Seelsorger am Telefon. Foto: dpa/Markus Scholz

Die Pandemie verursacht Ängste, Depressionen und psychische Erkrankungen in steigendem Maß. Ein Indiz dafür liefern die rund 40 000 Kontaktanfragen bei der Telefonseelsorge. Alarmierend: In Chats taucht das Thema Suizid doppelt so häufig auf als 2019.

Stuttgart - Die Telefonseelsorge ist in ihrem 60. Jahr zu einer Anlaufstelle vieler junger Leute geworden, die bevorzugt per Mail und per Chat Kontakt suchen. Ihre Zahl ist um 800 auf 3730 im Jahr 2020 gestiegen.

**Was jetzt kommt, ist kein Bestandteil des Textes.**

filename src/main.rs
use clap::Parser;
use std::process::ExitCode;
use tracing_subscriber::EnvFilter;
use trpc_boundary_inspector::cli::{Cli, Command, run_inject, run_scan};

fn main() -> ExitCode {
    tracing_subscriber::fmt()
        .with_env_filter(
            EnvFilter::try_from_default_env().unwrap_or_else(|_| EnvFilter::new("warn")),
        )
        .with_writer(std::io::stderr)
        .init();

    let cli = Cli::parse();
    let outcome = match &cli.command {
        Some(Command::Inject(args)) => run_inject(args),
        None => run_scan(&cli.scan),
    };

    match outcome {
        Ok(()) => ExitCode::SUCCESS,
        Err(e) => {
            eprintln!("Error: {e:#}");
            ExitCode::FAILURE
        }
    }
}
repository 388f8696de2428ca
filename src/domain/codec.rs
//! Wire token for per-call boundary metadata: `<file>:<line>:<side>`,
//! percent-encoded so it can ride in a URL query value.

use crate::domain::boundary::Side;
use percent_encoding::{AsciiSet, NON_ALPHANUMERIC, percent_decode_str, utf8_percent_encode};
use serde::{Deserialize, Serialize};

pub const DELIMITER: char = ':';

/// Same unreserved set as `encodeURIComponent`.
pub const COMPONENT: &AsciiSet = &NON_ALPHANUMERIC
    .remove(b'-')
    .remove(b'_')
    .remove(b'.')
    .remove(b'!')
    .remove(b'~')
    .remove(b'*')
    .remove(b'\'')
    .remove(b'(')
    .remove(b')');

/// Metadata stamped onto one matched call at build time.
#[derive(Debug, Clone, PartialEq, Eq, Serialize, Deserialize)]
pub struct BoundaryRecord {
    pub file: String,
    pub line: u32,
    pub side: Side,
}

impl BoundaryRecord {
    pub fn new(file: impl Into<String>, line: u32, side: Side) -> Self {
        Self {
            file: file.into(),
            line,
            side,
        }
    }
}

/// Whatever could be recovered from a token. Absent fields were missing or corrupt.
#[derive(Debug, Clone, Default, PartialEq, Eq)]
pub struct DecodedRecord {
    pub file: Option<String>,
    pub line: Option<u32>,
    pub side: Option<Side>,
}

impl DecodedRecord {
    pub fn into_record(self) -> Option<BoundaryRecord> {
        Some(BoundaryRecord {
            file: self.file?,
            line: self.line?,
            side: self.side?,
        })
    }
}

pub fn encode(record: &BoundaryRecord) -> String {
    let raw = format!(
        "{}{DELIMITER}{}{DELIMITER}{}",
        record.file, record.line, record.side
    );
    utf8_percent_encode(&raw, COMPONENT).to_string()
}

/// Decode a token; tolerates an already-decoded token and never fails.
pub fn decode(token: &str) -> DecodedRecord {
    let raw = percent_decode_str(token).decode_utf8_lossy();
    let mut parts = raw.split(DELIMITER);

    let file = parts
        .next()
        .filter(|s| !s.is_empty())
        .map(str::to_string);
    let line = parts.next().and_then(|s| s.trim().parse::<u32>().ok());
    let side = parts.next().and_then(|s| Side::parse(s.trim()));

    DecodedRecord { file, line, side }
}
use crate::app::analyzer::Analyzer;
use crate::app::injector::Injector;
use crate::app::reporter::{ConsoleReporter, ReportOptions, markdown_report};
use crate::config::InjectorConfig;
use anyhow::{Context as _, Result};
use clap::{Args, Parser, Subcommand};
use std::path::PathBuf;

#[derive(Parser, Debug)]
#[command(name = "trpc-boundary")]
#[command(about = "Find where tRPC calls cross the network boundary", long_about = None)]
#[command(version, args_conflicts_with_subcommands = true)]
pub struct Cli {
    #[command(subcommand)]
    pub command: Option<Command>,

    #[command(flatten)]
    pub scan: ScanArgs,
}

#[derive(Subcommand, Debug)]
pub enum Command {
    /// Stamp one module with boundary metadata and print the result
    Inject(InjectArgs),
}

#[derive(Args, Debug, Clone)]
pub struct ScanArgs {
    /// Project directory to scan. A directory literally named `inject` is
    /// read as the subcommand; pass it as `./inject`
    #[arg(default_value = ".")]
    pub path: PathBuf,

    /// Write a markdown report to this file
    #[arg(short, long, value_name = "FILE")]
    pub output: Option<PathBuf>,

    /// List every file, not just the top hotspots
    #[arg(long)]
    pub all: bool,

    /// Show every call per file with its line number
    #[arg(long)]
    pub details: bool,

    /// Group repeated calls of the same procedure
    #[arg(long)]
    pub collapse: bool,

    /// Directory or file names to skip
    #[arg(short = 'I', long = "ignore", value_name = "PATTERN", num_args = 1..)]
    pub ignore: Vec<String>,

    /// Disable colored output
    #[arg(long)]
    pub no_color: bool,
}

impl ScanArgs {
    pub fn report_options(&self) -> ReportOptions {
        ReportOptions {
            show_all: self.all,
            details: self.details,
            collapse: self.collapse,
        }
    }
}

#[derive(Args, Debug, Clone)]
pub struct InjectArgs {
    /// Module to transform
    pub file: PathBuf,

    /// Project root stamped paths are relative to (defaults to the current directory)
    #[arg(long)]
    pub root: Option<PathBuf>,

    /// Injector options as JSON, e.g. '{"debug":true}'
    #[arg(long, value_name = "JSON")]
    pub config: Option<String>,
}

/// Analyze a project, print the console report and optionally write markdown.
/// Nothing is written unless the scan succeeds.
pub fn run_scan(args: &ScanArgs) -> Result<()> {
    let root = std::fs::canonicalize(&args.path)
        .with_context(|| format!("Cannot resolve scan path: {}", args.path.display()))?;

    let analyzer = Analyzer::for_project(&args.ignore)?;
    let result = analyzer.analyze(&root)?;

    ConsoleReporter::new(!args.no_color).print(&result, args.report_options());

    if let Some(output) = &args.output {
        std::fs::write(output, markdown_report(&result))
            .with_context(|| format!("Failed to write report: {}", output.display()))?;
        println!("\nReport saved to {}", output.display());
    }
    Ok(())
}

/// Transform a module and write it to stdout. Transform failures print the
/// module unchanged.
pub fn run_inject(args: &InjectArgs) -> Result<()> {
    let source = std::fs::read_to_string(&args.file)
        .with_context(|| format!("Failed to read module: {}", args.file.display()))?;
    let root = match &args.root {
        Some(root) => std::path::absolute(root)
            .with_context(|| format!("Cannot resolve project root: {}", root.display()))?,
        None => std::env::current_dir().context("Failed to resolve current directory")?,
    };
    let file = std::path::absolute(&args.file)
        .with_context(|| format!("Cannot resolve module path: {}", args.file.display()))?;
    let config = args
        .config
        .as_deref()
        .map(InjectorConfig::from_json)
        .unwrap_or_default();

    let injector = Injector::new(root, config);
    print!("{}", injector.transform(&file, &source));
    Ok(())
}
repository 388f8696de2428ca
pub mod http;
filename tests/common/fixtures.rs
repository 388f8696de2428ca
//! Temporary Next.js-style projects for integration tests.
#![allow(dead_code)]

use std::fs;
use std::path::{Path, PathBuf};
use tempfile::TempDir;

pub struct TempProject {
    dir: TempDir,
}

impl TempProject {
    pub fn new() -> Self {
        Self {
            dir: tempfile::tempdir().expect("create temp project"),
        }
    }

    pub fn with_file(self, rel: &str, content: &str) -> Self {
        let path = self.dir.path().join(rel);
        fs::create_dir_all(path.parent().expect("file has a parent")).expect("create dirs");
        fs::write(&path, content).expect("write fixture file");
        self
    }

    pub fn root(&self) -> &Path {
        self.dir.path()
    }

    pub fn path(&self, rel: &str) -> PathBuf {
        self.dir.path().join(rel)
    }
}

pub const SERVER_PAGE: &str = r#"import { api } from "~/trpc/server";

export default async function Home() {
  const hello = await api.hello.query({ text: "from tRPC" });
  return <main>{hello.greeting}</main>;
}
"#;

pub const CLIENT_PROFILE: &str = r#""use client";

import { api } from "~/trpc/react";

export function Profile() {
  const profile = api.user.profile.useQuery();
  const update = api.user.update.useMutation();
  return <button onClick={() => update.mutate({ name: "x" })}>{profile.data?.name}</button>;
}
"#;

pub const EDGE_ROUTE: &str = r#"export const runtime = "edge";

export async function GET() {
  const posts = await trpc.post.list.query();
  return Response.json(posts);
}
"#;

pub const REPEATED_CLIENT: &str = r#"'use client';
export function Feed() {
  const a = api.x.useQuery();
  const b = api.x.useQuery();
  const c = api.x.useQuery();
  return null;
}
"#;

/// A small project touching every boundary label.
pub fn sample_project() -> TempProject {
    TempProject::new()
        .with_file("package.json", "{ \"name\": \"sample\", \"private\": true }\n")
        .with_file("src/app/page.tsx", SERVER_PAGE)
        .with_file("src/components/Profile.tsx", CLIENT_PROFILE)
        .with_file("src/app/api/posts/route.ts", EDGE_ROUTE)
        .with_file("src/lib/util.ts", "export const add = (a: number, b: number) => a + b;\n")
        .with_file("node_modules/@trpc/client/index.ts", "api.vendor.query();\n")
}
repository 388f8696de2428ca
use crate::runtime::logger::{BoundaryLogger, LogEntry};
use axum::{
    Router,
    extract::{Request, State},
    middleware::{self, Next},
    response::Response,
};
use std::sync::Arc;

/// Boundary entries resolved for the current request, available to handlers
/// through `Extension<BoundaryEntries>`.
#[derive(Debug, Clone, Default)]
pub struct BoundaryEntries(pub Vec<LogEntry>);

impl BoundaryEntries {
    pub fn entries(&self) -> &[LogEntry] {
        &self.0
    }
}

/// Logs every logical call of the request before it reaches the handler.
pub async fn boundary_logging(
    State(logger): State<Arc<BoundaryLogger>>,
    mut request: Request,
    next: Next,
) -> Response {
    let entries = logger.log(request.headers(), Some(request.uri()), Some(request.method()));
    request.extensions_mut().insert(BoundaryEntries(entries));
    next.run(request).await
}

/// Wrap every route of `router` with [`boundary_logging`].
pub fn with_boundary_logging<S>(router: Router<S>, logger: Arc<BoundaryLogger>) -> Router<S>
where
    S: Clone + Send + Sync + 'static,
{
    router.layer(middleware::from_fn_with_state(logger, boundary_logging))
}

#[cfg(test)]
mod tests {
    use super::*;
    use crate::config::{LoggerConfig, RuntimeTag};
    use crate::runtime::{HEADER_PATH, HEADER_SOURCE};
    use axum::{Extension, body::Body, routing::get};
    use tower::ServiceExt;

    async fn procedures(Extension(entries): Extension<BoundaryEntries>) -> String {
        entries
            .entries()
            .iter()
            .map(|e| format!("{}@{}", e.procedure, e.side))
            .collect::<Vec<_>>()
            .join(",")
    }

    fn app(runtime: RuntimeTag) -> Router {
        let logger = Arc::new(BoundaryLogger::new(
            LoggerConfig::default().with_runtime(runtime),
        ));
        let router = Router::new().route("/api/trpc/{*procedures}", get(procedures).post(procedures));
        with_boundary_logging(router, logger)
    }

    async fn body_text(response: Response) -> String {
        let bytes = axum::body::to_bytes(response.into_body(), usize::MAX)
            .await
            .unwrap();
        String::from_utf8(bytes.to_vec()).unwrap()
    }

    #[tokio::test]
    async fn test_entries_reach_handler() {
        let request = axum::http::Request::builder()
            .uri("/api/trpc/user.get?batch=1")
            .header(HEADER_PATH, "user.get")
            .header(HEADER_SOURCE, "nextjs-react")
            .body(Body::empty())
            .unwrap();

        let response = app(RuntimeTag::Node).oneshot(request).await.unwrap();
        assert_eq!(response.status(), 200);
        assert_eq!(body_text(response).await, "user.get@client");
    }

    #[tokio::test]
    async fn test_url_fallback_without_headers() {
        let request = axum::http::Request::builder()
            .method("POST")
            .uri("/api/trpc/post.create%2Cpost.like")
            .body(Body::empty())
            .unwrap();

        let response = app(RuntimeTag::Edge).oneshot(request).await.unwrap();
        assert_eq!(body_text(response).await, "post.create@server,post.like@server");
    }

    #[tokio::test]
    async fn test_bare_router_request_yields_no_entries() {
        let request = axum::http::Request::builder()
            .uri("/api/trpc/trpc")
            .body(Body::empty())
            .unwrap();

        let response = app(RuntimeTag::Node).oneshot(request).await.unwrap();
        assert_eq!(body_text(response).await, "");
    }
}
pub mod boundary;
pub mod call;
pub mod codec;
pub mod detector;
pub mod ports;
pub mod tree;
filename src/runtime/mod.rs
//! Request-time half of the boundary pipeline: the client link that puts
//! stamped metadata on the wire, and the server logger that reads it back.

pub mod batch;
pub mod link;
pub mod logger;
pub mod session;

use serde::{Deserialize, Serialize};
use std::fmt;

pub const HEADER_TYPE: &str = "x-trpc-boundary-type";
pub const HEADER_PATH: &str = "x-trpc-boundary-path";
pub const HEADER_FILE: &str = "x-trpc-boundary-file";
pub const HEADER_LINE: &str = "x-trpc-boundary-line";
pub const HEADER_SIDE: &str = "x-trpc-boundary-side";
pub const HEADER_SOURCE: &str = "x-trpc-source";

/// Query key carrying the per-call token on an operation path.
pub const BOUNDARY_QUERY_KEY: &str = "__b";

/// Path value meaning "no path known"; the URL is consulted instead.
pub const NO_PATH: &str = "NONE";

/// Bare router identifier, never a procedure.
pub const ROUTER_ID: &str = "trpc";

/// Separator between procedure paths of a batched request.
pub const BATCH_SEPARATOR: char = ',';

#[derive(Debug, Clone, Copy, PartialEq, Eq, Hash, Serialize, Deserialize)]
#[serde(rename_all = "lowercase")]
pub enum OperationKind {
    Query,
    Mutation,
    Subscription,
}

impl OperationKind {
    pub fn as_str(&self) -> &'static str {
        match self {
            OperationKind::Query => "query",
            OperationKind::Mutation => "mutation",
            OperationKind::Subscription => "subscription",
        }
    }
}

impl fmt::Display for OperationKind {
    fn fmt(&self, f: &mut fmt::Formatter<'_>) -> fmt::Result {
        f.write_str(self.as_str())
    }
}
//! In-memory port implementations for integration tests.
#![allow(dead_code)]

use std::collections::HashMap;
use std::path::{Path, PathBuf};

use anyhow::{Result, anyhow};
use trpc_boundary_inspector::domain::ports::{ModuleSource, SourceReader};

/// Mock SourceReader that serves content from an in-memory map.
pub struct MockSourceReader {
    files: HashMap<PathBuf, String>,
}

impl MockSourceReader {
    pub fn new() -> Self {
        Self {
            files: HashMap::new(),
        }
    }

    pub fn with_file(mut self, path: impl AsRef<Path>, content: impl Into<String>) -> Self {
        self.files
            .insert(path.as_ref().to_path_buf(), content.into());
        self
    }
}

impl Default for MockSourceReader {
    fn default() -> Self {
        Self::new()
    }
}

impl SourceReader for MockSourceReader {
    fn read(&self, path: &Path) -> Result<String> {
        self.files
            .get(path)
            .cloned()
            .ok_or_else(|| anyhow!("File not found: {}", path.display()))
    }
}

/// Mock ModuleSource returning a fixed module list, or failing like a
/// missing scan root.
pub struct MockModuleSource {
    modules: Option<Vec<PathBuf>>,
}

impl MockModuleSource {
    pub fn with_modules(modules: &[&str]) -> Self {
        Self {
            modules: Some(modules.iter().map(PathBuf::from).collect()),
        }
    }

    pub fn failing() -> Self {
        Self { modules: None }
    }
}

impl ModuleSource for MockModuleSource {
    fn modules(&self, root: &Path) -> Result<Vec<PathBuf>> {
        self.modules
            .clone()
            .ok_or_else(|| anyhow!("Cannot access scan root: {}", root.display()))
    }
}
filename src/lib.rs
//! trpc-boundary-inspector library: build-time call stamping, wire
//! propagation of boundary metadata, and offline boundary reports.

pub mod adapters;
pub mod app;
pub mod cli;
pub mod config;
pub mod domain;
pub mod runtime;
pub mod server;
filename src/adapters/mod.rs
pub mod fs;
pub mod typescript;
//! Aggregation and rendering of analysis results: a console view for humans
//! and a markdown report for pull requests.

use crate::domain::boundary::BoundaryLabel;
use crate::domain::call::{AnalysisResult, RecordedCall};
use crate::domain::detector::{CommunicationType, ROOT_PROCEDURE};
use colored::{ColoredString, Colorize};
use std::fmt::Write as _;

/// Hotspots shown on the console unless `show_all` or `details` is set.
pub const CONSOLE_HOTSPOTS: usize = 5;

/// Rows of the markdown file ranking.
pub const MARKDOWN_TOP_FILES: usize = 20;

#[derive(Debug, Clone, Copy, Default, PartialEq, Eq)]
pub struct ReportOptions {
    pub show_all: bool,
    pub details: bool,
    pub collapse: bool,
}

/// Calls per boundary label, in order of first occurrence.
pub fn boundary_summary(calls: &[RecordedCall]) -> Vec<(BoundaryLabel, usize)> {
    let mut summary: Vec<(BoundaryLabel, usize)> = Vec::new();
    for call in calls {
        match summary.iter_mut().find(|(label, _)| *label == call.boundary) {
            Some((_, count)) => *count += 1,
            None => summary.push((call.boundary, 1)),
        }
    }
    summary
}

pub fn count_for(summary: &[(BoundaryLabel, usize)], label: BoundaryLabel) -> usize {
    summary
        .iter()
        .find(|(l, _)| *l == label)
        .map(|(_, n)| *n)
        .unwrap_or(0)
}

/// All calls recorded for one module.
#[derive(Debug, Clone)]
pub struct FileCalls<'a> {
    pub file: &'a str,
    pub boundary: BoundaryLabel,
    pub calls: Vec<&'a RecordedCall>,
}

impl FileCalls<'_> {
    pub fn count(&self) -> usize {
        self.calls.len()
    }

    /// Calls ascending by line; equal lines keep encounter order.
    pub fn by_line(&self) -> Vec<&RecordedCall> {
        let mut calls = self.calls.clone();
        calls.sort_by_key(|c| c.line);
        calls
    }
}

/// Files by call count, descending. Ties keep first-encounter order.
pub fn file_ranking(calls: &[RecordedCall]) -> Vec<FileCalls<'_>> {
    let mut files: Vec<FileCalls<'_>> = Vec::new();
    for call in calls {
        match files.iter_mut().find(|f| f.file == call.file) {
            Some(f) => f.calls.push(call),
            None => files.push(FileCalls {
                file: &call.file,
                boundary: call.boundary,
                calls: vec![call],
            }),
        }
    }
    // sort_by is stable
    files.sort_by(|a, b| b.count().cmp(&a.count()));
    files
}

/// Repeated invocations of one procedure method within a file.
#[derive(Debug, Clone, PartialEq, Eq)]
pub struct CollapsedCall<'a> {
    pub procedure_path: &'a str,
    pub method: &'a str,
    pub communication_type: CommunicationType,
    pub count: usize,
}

/// Group by `(procedure_path, method)` in order of first occurrence.
pub fn collapse_calls<'a>(calls: &[&'a RecordedCall]) -> Vec<CollapsedCall<'a>> {
    let mut groups: Vec<CollapsedCall<'a>> = Vec::new();
    for call in calls {
        match groups
            .iter_mut()
            .find(|g| g.procedure_path == call.procedure_path && g.method == call.method)
        {
            Some(g) => g.count += 1,
            None => groups.push(CollapsedCall {
                procedure_path: &call.procedure_path,
                method: &call.method,
                communication_type: call.communication_type,
                count: 1,
            }),
        }
    }
    groups
}

/// Client expression the call was written as, e.g. `trpc.user.get.useQuery`.
pub fn call_expression(procedure_path: &str, method: &str) -> String {
    if procedure_path == ROOT_PROCEDURE {
        format!("trpc.{method}")
    } else {
        format!("trpc.{procedure_path}.{method}")
    }
}

/// Renders the console view. Colors are applied only when enabled.
#[derive(Debug, Clone, Copy)]
pub struct ConsoleReporter {
    color: bool,
}

impl ConsoleReporter {
    pub fn new(color: bool) -> Self {
        Self { color }
    }

    pub fn plain() -> Self {
        Self::new(false)
    }

    fn paint(&self, text: &str, style: fn(&str) -> ColoredString) -> String {
        if self.color {
            style(text).to_string()
        } else {
            text.to_string()
        }
    }

    fn paint_file(&self, file: &str, boundary: BoundaryLabel) -> String {
        match boundary {
            BoundaryLabel::Client => self.paint(file, |s| s.yellow()),
            BoundaryLabel::ServerRsc => self.paint(file, |s| s.green()),
            BoundaryLabel::Edge => self.paint(file, |s| s.magenta()),
            BoundaryLabel::Unknown => self.paint(file, |s| s.white()),
        }
    }

    fn type_label(&self, kind: CommunicationType) -> String {
        let label = format!("[{kind}]");
        match kind {
            CommunicationType::Query => self.paint(&label, |s| s.green()),
            CommunicationType::Mutation => self.paint(&label, |s| s.red()),
            CommunicationType::Subscription => self.paint(&label, |s| s.magenta()),
            CommunicationType::Utils => self.paint(&label, |s| s.yellow()),
            CommunicationType::Unknown => self.paint(&label, |s| s.dimmed()),
        }
    }

    fn expression(&self, procedure_path: &str, method: &str) -> String {
        let text = call_expression(procedure_path, method);
        // React hooks vs. vanilla client calls
        if method.starts_with("use") {
            self.paint(&text, |s| s.cyan())
        } else {
            self.paint(&text, |s| s.blue())
        }
    }

    pub fn render(&self, result: &AnalysisResult, opts: ReportOptions) -> String {
        let mut out = String::new();
        let title = "tRPC Network Boundary Inspection";
        let _ = writeln!(out, "\n{}", self.paint(title, |s| s.bold()));
        let _ = writeln!(out, "{}", "=".repeat(title.len()));
        let _ = writeln!(
            out,
            "Total network boundary crossings: {}",
            self.paint(&result.calls.len().to_string(), |s| s.bold())
        );

        // Only boundaries that actually occur get a row.
        let summary = boundary_summary(&result.calls);
        let rows = [
            ("Crossings from Browser (Client): ", BoundaryLabel::Client),
            ("Crossings from Server (RSC):     ", BoundaryLabel::ServerRsc),
            ("Crossings from Edge Runtime:     ", BoundaryLabel::Edge),
            ("Crossings from unclassified code: ", BoundaryLabel::Unknown),
        ];
        for (label, boundary) in rows {
            let count = count_for(&summary, boundary);
            if count > 0 {
                let _ = writeln!(out, "{label}{count}");
            }
        }

        let ranking = file_ranking(&result.calls);
        if ranking.is_empty() {
            return out;
        }

        let everything = opts.show_all || opts.details;
        let heading = if everything { "All hotspots:" } else { "Top hotspots:" };
        let _ = writeln!(out, "\n{}", self.paint(heading, |s| s.bold()));
        let shown = if everything {
            ranking.len()
        } else {
            ranking.len().min(CONSOLE_HOTSPOTS)
        };

        for group in &ranking[..shown] {
            let _ = writeln!(
                out,
                "  {:>4} {}  {}",
                group.count(),
                self.paint_file(group.file, group.boundary),
                self.paint(&format!("[{}]", group.boundary), |s| s.dimmed())
            );
            if opts.collapse {
                for c in collapse_calls(&group.by_line()) {
                    let times = if c.count > 1 {
                        format!(" (x{})", c.count)
                    } else {
                        String::new()
                    };
                    let _ = writeln!(
                        out,
                        "         {} {}{}",
                        self.type_label(c.communication_type),
                        self.expression(c.procedure_path, c.method),
                        times
                    );
                }
            } else if opts.details {
                for call in group.by_line() {
                    let _ = writeln!(
                        out,
                        "         {:<5} {} {}",
                        format!("L{}", call.line),
                        self.type_label(call.communication_type),
                        self.expression(&call.procedure_path, &call.method)
                    );
                }
            }
        }

        if shown < ranking.len() {
            let _ = writeln!(
                out,
                "  ... and {} more files (use --all to list them)",
                ranking.len() - shown
            );
        }
        out
    }

    pub fn print(&self, result: &AnalysisResult, opts: ReportOptions) {
        print!("{}", self.render(result, opts));
    }
}

fn cell(text: &str) -> String {
    text.replace('|', "\\|")
}

/// Full markdown report: totals, boundary summary, top files, every call.
pub fn markdown_report(result: &AnalysisResult) -> String {
    let mut md = String::new();
    let _ = writeln!(md, "# tRPC Boundary Report\n");
    let _ = writeln!(
        md,
        "Analyzed **{}** files. Found **{}** network boundary crossings.\n",
        result.file_count,
        result.calls.len()
    );

    let _ = writeln!(md, "## Summary by Boundary\n");
    let _ = writeln!(md, "| Boundary | Calls |");
    let _ = writeln!(md, "| --- | --- |");
    for (label, count) in boundary_summary(&result.calls) {
        let _ = writeln!(md, "| {} | {} |", cell(label.as_str()), count);
    }

    let _ = writeln!(md, "\n## Top Files by tRPC Calls\n");
    let _ = writeln!(md, "| File | Boundary | Calls |");
    let _ = writeln!(md, "| --- | --- | --- |");
    for group in file_ranking(&result.calls).iter().take(MARKDOWN_TOP_FILES) {
        let _ = writeln!(
            md,
            "| {} | {} | {} |",
            cell(group.file),
            cell(group.boundary.as_str()),
            group.count()
        );
    }

    let _ = writeln!(md, "\n## Detailed Call List\n");
    let _ = writeln!(md, "| Procedure | Method | Boundary | File:Line |");
    let _ = writeln!(md, "| --- | --- | --- | --- |");
    for call in &result.calls {
        let _ = writeln!(
            md,
            "| {} | {} | {} | {}:{} |",
            cell(&call.procedure_path),
            cell(&call.method),
            cell(call.boundary.as_str()),
            cell(&call.file),
            call.line
        );
    }
    md
}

Eines der beherrschenden Themen: die Pandemie. „Die Angst vor einer Erkrankung, die Folgen der Lockdowns haben ihr Leben massiv beeinträchtigt“, sagt Gabriele Stark, die Leiterin der katholischen Stelle Ruf und Rat. „Junge Leute leiden stark darunter.“ Alarmierend: Suizid sei bei 27 Prozent der Mailkontakte und bei 30 Prozent der Chatkontakte zur Sprache gekommen – doppelt so oft als 2019.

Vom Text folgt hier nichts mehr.